*** THE INPUT ***

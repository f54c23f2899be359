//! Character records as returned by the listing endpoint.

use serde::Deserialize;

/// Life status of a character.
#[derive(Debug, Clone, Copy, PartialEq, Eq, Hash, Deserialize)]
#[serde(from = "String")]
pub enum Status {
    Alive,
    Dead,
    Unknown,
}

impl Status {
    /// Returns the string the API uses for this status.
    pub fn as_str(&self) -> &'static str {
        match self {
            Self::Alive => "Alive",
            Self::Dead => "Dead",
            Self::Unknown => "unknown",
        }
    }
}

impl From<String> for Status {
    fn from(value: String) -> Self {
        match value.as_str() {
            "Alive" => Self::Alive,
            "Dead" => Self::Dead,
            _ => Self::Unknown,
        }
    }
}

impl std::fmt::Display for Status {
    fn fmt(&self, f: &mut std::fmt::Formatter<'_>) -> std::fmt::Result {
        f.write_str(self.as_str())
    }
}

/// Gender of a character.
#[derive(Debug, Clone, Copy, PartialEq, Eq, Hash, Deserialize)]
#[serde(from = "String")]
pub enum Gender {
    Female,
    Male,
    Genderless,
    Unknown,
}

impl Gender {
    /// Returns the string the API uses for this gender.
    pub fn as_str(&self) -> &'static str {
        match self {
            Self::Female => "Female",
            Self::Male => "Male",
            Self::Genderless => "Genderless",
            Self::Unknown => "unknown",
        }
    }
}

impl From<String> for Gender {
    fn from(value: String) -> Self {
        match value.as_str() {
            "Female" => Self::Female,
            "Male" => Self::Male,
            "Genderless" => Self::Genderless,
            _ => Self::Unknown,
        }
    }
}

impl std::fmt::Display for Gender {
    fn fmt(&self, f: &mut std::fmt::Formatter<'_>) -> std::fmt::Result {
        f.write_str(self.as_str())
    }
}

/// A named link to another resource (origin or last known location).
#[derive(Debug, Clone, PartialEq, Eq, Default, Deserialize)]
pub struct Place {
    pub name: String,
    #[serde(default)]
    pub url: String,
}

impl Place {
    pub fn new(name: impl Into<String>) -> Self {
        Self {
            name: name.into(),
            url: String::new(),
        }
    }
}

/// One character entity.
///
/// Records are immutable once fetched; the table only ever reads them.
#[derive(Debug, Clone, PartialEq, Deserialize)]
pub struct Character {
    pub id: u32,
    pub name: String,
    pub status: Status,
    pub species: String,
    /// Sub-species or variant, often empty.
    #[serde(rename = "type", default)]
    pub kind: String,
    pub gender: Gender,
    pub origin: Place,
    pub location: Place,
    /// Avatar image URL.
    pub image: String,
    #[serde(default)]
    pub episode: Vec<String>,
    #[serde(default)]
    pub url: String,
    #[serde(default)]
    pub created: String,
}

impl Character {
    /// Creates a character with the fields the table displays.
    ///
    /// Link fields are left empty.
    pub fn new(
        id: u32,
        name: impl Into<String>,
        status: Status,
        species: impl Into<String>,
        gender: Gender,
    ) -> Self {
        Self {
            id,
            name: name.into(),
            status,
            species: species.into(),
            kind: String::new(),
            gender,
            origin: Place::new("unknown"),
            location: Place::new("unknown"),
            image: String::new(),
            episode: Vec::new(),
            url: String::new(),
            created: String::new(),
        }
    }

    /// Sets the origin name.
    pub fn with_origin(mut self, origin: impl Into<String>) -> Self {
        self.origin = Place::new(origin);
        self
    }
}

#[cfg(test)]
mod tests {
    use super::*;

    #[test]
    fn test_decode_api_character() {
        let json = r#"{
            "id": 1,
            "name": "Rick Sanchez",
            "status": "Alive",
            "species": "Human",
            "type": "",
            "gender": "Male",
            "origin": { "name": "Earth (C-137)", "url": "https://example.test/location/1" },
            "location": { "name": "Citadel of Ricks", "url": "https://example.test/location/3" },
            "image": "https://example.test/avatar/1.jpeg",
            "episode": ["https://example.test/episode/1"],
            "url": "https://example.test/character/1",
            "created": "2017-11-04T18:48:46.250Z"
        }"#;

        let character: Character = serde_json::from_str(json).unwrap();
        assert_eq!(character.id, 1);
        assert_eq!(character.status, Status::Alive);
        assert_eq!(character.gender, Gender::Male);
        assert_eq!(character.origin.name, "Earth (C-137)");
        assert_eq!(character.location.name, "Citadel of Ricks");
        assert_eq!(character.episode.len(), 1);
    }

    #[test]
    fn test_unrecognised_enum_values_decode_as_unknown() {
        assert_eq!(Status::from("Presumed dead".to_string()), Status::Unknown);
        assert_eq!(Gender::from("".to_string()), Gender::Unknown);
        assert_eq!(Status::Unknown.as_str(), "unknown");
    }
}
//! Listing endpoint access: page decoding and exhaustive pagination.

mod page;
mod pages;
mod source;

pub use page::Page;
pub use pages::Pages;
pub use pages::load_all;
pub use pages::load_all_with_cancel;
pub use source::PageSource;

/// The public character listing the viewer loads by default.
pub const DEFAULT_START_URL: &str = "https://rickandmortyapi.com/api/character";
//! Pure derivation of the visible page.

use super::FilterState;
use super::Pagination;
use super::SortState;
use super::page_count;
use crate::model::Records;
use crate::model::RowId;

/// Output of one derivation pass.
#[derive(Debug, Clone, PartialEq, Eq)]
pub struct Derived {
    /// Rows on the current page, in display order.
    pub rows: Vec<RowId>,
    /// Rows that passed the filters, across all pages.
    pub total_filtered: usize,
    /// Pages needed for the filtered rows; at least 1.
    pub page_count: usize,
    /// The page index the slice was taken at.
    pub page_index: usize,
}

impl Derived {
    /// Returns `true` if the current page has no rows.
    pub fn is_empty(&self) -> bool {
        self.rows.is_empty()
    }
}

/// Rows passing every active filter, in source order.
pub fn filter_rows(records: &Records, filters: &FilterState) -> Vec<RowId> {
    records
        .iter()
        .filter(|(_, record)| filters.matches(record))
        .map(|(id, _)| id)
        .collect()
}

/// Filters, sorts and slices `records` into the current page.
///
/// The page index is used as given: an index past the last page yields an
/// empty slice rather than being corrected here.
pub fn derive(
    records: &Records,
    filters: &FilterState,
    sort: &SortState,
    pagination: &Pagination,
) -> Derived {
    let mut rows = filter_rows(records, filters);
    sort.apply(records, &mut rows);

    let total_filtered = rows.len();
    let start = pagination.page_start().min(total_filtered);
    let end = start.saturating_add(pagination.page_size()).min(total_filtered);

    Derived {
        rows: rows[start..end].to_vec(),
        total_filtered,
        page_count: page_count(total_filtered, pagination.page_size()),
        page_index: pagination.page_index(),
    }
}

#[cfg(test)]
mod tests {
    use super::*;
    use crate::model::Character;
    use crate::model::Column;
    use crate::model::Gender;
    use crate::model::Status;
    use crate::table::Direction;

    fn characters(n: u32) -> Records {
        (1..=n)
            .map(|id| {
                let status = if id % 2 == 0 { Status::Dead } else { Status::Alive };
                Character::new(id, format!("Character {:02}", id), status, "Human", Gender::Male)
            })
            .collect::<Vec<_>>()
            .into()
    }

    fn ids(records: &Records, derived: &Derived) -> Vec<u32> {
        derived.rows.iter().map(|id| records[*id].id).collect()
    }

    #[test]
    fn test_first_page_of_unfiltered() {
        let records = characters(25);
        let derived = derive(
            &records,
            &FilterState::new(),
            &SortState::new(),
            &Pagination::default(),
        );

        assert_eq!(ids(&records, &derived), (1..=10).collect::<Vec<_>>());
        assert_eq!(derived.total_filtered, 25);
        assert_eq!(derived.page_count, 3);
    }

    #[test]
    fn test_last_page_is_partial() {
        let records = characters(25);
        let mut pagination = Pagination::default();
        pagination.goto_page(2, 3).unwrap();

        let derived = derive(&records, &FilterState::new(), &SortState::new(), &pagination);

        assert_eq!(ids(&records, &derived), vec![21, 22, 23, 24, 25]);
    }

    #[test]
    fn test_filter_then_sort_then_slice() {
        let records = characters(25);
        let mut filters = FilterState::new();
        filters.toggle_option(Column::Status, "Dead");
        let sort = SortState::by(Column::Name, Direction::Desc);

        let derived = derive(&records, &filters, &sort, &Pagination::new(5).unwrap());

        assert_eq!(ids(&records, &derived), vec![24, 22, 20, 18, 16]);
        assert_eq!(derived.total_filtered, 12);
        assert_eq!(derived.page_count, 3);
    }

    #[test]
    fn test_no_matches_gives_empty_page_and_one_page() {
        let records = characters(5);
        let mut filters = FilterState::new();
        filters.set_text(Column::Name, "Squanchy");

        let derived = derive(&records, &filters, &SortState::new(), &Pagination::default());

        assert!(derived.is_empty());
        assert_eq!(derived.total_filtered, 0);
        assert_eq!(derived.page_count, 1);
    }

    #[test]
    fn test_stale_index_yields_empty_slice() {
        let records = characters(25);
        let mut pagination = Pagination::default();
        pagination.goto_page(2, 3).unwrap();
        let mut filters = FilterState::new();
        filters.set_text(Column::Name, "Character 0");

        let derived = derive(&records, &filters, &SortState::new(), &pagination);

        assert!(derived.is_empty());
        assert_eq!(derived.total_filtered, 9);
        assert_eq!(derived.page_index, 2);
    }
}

*** End of THE INPUT ***

**TASK:** Wherever the string "species" occurs in the records, copy the line it is in.

**WRITTEN RESPONSE:**
    pub species: String,
    /// Sub-species or variant, often empty.
        species: impl Into<String>,
            species: species.into(),
            "species": "Human",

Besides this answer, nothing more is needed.